▶ **The problem**
Scan the entries line by line and return those with "match".

======== Entries provided

//! Address extraction from lookup responses and CIDR formatting

use netsync_core::IpExtractor;
use serde_json::Value;
use std::net::{IpAddr, Ipv4Addr};

/// Pull the raw address string out of a response body
///
/// Returns a description of what was wrong when nothing usable is found.
pub fn extract_address(body: &str, extractor: &IpExtractor) -> Result<String, String> {
    match extractor {
        IpExtractor::JsonField(field) => {
            let json: Value =
                serde_json::from_str(body).map_err(|e| format!("invalid JSON body: {}", e))?;

            json.get(field)
                .and_then(Value::as_str)
                .map(str::trim)
                .filter(|s| !s.is_empty())
                .map(str::to_string)
                .ok_or_else(|| format!("missing '{}' field", field))
        }
        IpExtractor::PlainText => body
            .lines()
            .map(str::trim)
            .find(|line| !line.is_empty())
            .map(str::to_string)
            .ok_or_else(|| "empty body".to_string()),
    }
}

/// Format an IPv4 address as CIDR
///
/// A bare address gets `/32`. A value that already carries a prefix is
/// returned unchanged once both halves are checked. IPv6 is rejected: the
/// result feeds IPv4-only address sets.
pub fn to_cidr(raw: &str) -> Result<String, String> {
    if let Some((addr, prefix)) = raw.split_once('/') {
        let ip = parse_ipv4(addr)?;
        let prefix: u8 = prefix
            .parse()
            .map_err(|_| format!("invalid prefix length: {}", prefix))?;
        if prefix > 32 {
            return Err(format!("prefix length {} out of range for {}", prefix, ip));
        }
        return Ok(raw.to_string());
    }

    Ok(format!("{}/32", parse_ipv4(raw)?))
}

fn parse_ipv4(raw: &str) -> Result<Ipv4Addr, String> {
    match raw.parse::<IpAddr>() {
        Ok(IpAddr::V4(v4)) => Ok(v4),
        Ok(IpAddr::V6(v6)) => Err(format!("not an IPv4 address: {}", v6)),
        Err(_) => Err(format!("invalid IP address: {}", raw)),
    }
}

================

▶ **Exercise solution**
    match extractor {
    match raw.parse::<IpAddr>() {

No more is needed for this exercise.